### Provided records
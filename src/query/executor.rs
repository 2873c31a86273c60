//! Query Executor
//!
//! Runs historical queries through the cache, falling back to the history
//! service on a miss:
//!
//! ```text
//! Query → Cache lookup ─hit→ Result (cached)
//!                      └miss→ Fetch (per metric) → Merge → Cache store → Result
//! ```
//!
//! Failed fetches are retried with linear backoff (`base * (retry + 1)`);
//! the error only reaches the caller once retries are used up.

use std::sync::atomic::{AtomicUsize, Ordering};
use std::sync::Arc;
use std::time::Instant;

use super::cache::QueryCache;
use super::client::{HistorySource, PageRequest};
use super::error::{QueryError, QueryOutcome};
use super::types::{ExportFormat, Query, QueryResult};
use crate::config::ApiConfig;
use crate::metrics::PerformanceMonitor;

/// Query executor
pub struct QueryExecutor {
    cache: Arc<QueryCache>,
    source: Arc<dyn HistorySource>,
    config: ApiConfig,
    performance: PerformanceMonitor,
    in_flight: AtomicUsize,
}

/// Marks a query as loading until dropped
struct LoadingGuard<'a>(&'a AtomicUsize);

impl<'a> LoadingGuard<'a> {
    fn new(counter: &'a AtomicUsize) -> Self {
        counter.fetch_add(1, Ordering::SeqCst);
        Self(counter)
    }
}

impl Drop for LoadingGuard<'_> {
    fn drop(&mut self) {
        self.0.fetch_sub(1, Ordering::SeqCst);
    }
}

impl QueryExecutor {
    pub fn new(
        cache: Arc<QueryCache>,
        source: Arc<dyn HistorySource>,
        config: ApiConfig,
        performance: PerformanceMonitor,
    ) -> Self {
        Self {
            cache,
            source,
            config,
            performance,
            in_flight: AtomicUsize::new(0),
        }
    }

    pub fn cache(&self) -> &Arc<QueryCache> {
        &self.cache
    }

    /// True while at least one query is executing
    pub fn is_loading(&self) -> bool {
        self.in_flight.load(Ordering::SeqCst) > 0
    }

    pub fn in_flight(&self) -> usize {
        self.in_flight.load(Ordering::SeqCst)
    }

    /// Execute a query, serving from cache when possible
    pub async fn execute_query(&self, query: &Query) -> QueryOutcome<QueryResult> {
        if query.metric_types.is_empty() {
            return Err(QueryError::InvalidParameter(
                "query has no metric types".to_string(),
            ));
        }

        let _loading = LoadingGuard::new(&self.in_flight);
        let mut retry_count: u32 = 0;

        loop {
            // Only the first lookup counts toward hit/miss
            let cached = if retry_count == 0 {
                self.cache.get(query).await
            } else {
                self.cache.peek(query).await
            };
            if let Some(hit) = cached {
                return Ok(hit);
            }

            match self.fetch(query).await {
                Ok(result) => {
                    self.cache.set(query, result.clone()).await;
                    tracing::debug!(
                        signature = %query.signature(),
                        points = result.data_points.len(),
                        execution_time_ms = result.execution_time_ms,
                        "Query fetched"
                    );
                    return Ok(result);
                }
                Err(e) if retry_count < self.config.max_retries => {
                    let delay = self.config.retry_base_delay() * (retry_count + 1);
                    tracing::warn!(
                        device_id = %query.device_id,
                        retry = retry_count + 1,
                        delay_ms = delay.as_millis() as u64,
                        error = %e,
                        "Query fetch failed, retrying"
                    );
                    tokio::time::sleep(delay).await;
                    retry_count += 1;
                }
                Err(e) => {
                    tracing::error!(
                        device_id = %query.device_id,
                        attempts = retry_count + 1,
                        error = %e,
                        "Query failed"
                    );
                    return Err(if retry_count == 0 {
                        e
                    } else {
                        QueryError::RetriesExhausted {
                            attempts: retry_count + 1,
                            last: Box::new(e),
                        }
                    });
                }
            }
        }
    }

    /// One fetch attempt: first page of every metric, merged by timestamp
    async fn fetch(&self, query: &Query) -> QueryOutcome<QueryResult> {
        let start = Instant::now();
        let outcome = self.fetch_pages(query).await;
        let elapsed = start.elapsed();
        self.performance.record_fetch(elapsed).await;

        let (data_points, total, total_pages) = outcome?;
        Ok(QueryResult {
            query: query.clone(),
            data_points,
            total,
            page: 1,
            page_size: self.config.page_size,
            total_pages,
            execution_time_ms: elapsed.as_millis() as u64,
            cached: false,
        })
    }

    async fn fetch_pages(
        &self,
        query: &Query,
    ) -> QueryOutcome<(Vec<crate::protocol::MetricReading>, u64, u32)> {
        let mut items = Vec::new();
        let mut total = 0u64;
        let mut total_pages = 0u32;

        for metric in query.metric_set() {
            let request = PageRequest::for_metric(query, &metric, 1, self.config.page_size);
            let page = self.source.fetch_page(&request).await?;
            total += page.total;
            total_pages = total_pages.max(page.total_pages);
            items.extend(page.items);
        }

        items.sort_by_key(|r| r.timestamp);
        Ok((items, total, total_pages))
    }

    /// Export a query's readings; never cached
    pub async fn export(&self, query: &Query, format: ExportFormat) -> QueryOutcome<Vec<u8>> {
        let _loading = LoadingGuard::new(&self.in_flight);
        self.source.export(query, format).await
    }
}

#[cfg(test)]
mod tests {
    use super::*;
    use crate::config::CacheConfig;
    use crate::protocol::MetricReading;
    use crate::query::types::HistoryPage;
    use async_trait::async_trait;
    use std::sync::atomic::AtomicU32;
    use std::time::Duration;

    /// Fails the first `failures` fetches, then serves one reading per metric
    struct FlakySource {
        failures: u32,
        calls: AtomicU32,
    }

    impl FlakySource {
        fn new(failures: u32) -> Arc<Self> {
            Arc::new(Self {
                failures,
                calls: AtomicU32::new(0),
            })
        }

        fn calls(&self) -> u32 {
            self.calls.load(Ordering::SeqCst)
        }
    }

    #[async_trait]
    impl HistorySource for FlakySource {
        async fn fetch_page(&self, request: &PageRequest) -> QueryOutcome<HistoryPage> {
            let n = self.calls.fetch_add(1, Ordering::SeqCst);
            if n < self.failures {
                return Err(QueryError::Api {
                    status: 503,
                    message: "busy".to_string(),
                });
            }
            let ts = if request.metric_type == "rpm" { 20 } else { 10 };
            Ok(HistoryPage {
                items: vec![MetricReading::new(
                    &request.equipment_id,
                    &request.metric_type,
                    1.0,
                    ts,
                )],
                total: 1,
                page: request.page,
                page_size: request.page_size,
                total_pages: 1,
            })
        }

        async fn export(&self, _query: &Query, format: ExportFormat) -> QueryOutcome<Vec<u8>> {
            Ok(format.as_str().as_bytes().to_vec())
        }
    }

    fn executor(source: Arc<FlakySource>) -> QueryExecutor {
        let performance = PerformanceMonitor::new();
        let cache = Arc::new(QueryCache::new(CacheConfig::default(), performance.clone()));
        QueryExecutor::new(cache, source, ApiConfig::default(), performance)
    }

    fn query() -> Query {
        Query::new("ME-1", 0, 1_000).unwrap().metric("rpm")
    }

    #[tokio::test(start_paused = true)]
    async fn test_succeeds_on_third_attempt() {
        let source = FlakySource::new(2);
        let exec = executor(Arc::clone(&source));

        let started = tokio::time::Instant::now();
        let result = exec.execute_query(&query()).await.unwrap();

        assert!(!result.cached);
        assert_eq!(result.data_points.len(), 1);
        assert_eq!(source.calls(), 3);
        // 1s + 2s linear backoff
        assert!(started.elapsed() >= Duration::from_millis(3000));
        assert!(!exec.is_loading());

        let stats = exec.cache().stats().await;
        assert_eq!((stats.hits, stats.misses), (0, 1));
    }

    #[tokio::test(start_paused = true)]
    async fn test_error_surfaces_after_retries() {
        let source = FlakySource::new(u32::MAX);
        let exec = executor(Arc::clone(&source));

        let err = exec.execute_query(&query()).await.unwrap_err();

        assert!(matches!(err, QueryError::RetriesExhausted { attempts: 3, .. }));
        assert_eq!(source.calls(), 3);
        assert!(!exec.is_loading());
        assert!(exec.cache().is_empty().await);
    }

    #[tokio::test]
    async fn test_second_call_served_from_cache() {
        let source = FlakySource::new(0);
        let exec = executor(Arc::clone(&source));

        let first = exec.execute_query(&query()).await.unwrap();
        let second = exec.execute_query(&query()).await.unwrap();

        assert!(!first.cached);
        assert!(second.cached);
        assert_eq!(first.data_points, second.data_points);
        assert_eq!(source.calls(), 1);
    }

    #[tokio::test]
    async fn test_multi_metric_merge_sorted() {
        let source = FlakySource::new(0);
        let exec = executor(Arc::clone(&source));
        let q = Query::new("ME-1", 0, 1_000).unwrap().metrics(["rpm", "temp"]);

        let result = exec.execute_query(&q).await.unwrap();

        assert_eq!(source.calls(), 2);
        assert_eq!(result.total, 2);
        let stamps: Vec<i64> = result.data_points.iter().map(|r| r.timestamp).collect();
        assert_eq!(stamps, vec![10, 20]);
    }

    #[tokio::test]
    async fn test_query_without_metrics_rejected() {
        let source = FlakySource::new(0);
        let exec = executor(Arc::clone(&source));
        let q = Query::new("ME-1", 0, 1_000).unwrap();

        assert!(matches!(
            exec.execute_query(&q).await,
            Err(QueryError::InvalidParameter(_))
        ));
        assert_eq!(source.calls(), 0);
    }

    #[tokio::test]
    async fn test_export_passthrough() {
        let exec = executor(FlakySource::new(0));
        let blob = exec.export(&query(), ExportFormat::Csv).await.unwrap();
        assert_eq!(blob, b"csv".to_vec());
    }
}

### Directions
From the records above, reproduce exactly the lines from the one with "fn query() ->" to the one with "async fn test_second_call_served_from_cache()", both included, and no others.

### Exercise output
    fn query() -> Query {
        Query::new("ME-1", 0, 1_000).unwrap().metric("rpm")
    }

    #[tokio::test(start_paused = true)]
    async fn test_succeeds_on_third_attempt() {
        let source = FlakySource::new(2);
        let exec = executor(Arc::clone(&source));

        let started = tokio::time::Instant::now();
        let result = exec.execute_query(&query()).await.unwrap();

        assert!(!result.cached);
        assert_eq!(result.data_points.len(), 1);
        assert_eq!(source.calls(), 3);
        // 1s + 2s linear backoff
        assert!(started.elapsed() >= Duration::from_millis(3000));
        assert!(!exec.is_loading());

        let stats = exec.cache().stats().await;
        assert_eq!((stats.hits, stats.misses), (0, 1));
    }

    #[tokio::test(start_paused = true)]
    async fn test_error_surfaces_after_retries() {
        let source = FlakySource::new(u32::MAX);
        let exec = executor(Arc::clone(&source));

        let err = exec.execute_query(&query()).await.unwrap_err();

        assert!(matches!(err, QueryError::RetriesExhausted { attempts: 3, .. }));
        assert_eq!(source.calls(), 3);
        assert!(!exec.is_loading());
        assert!(exec.cache().is_empty().await);
    }

    #[tokio::test]
    async fn test_second_call_served_from_cache() {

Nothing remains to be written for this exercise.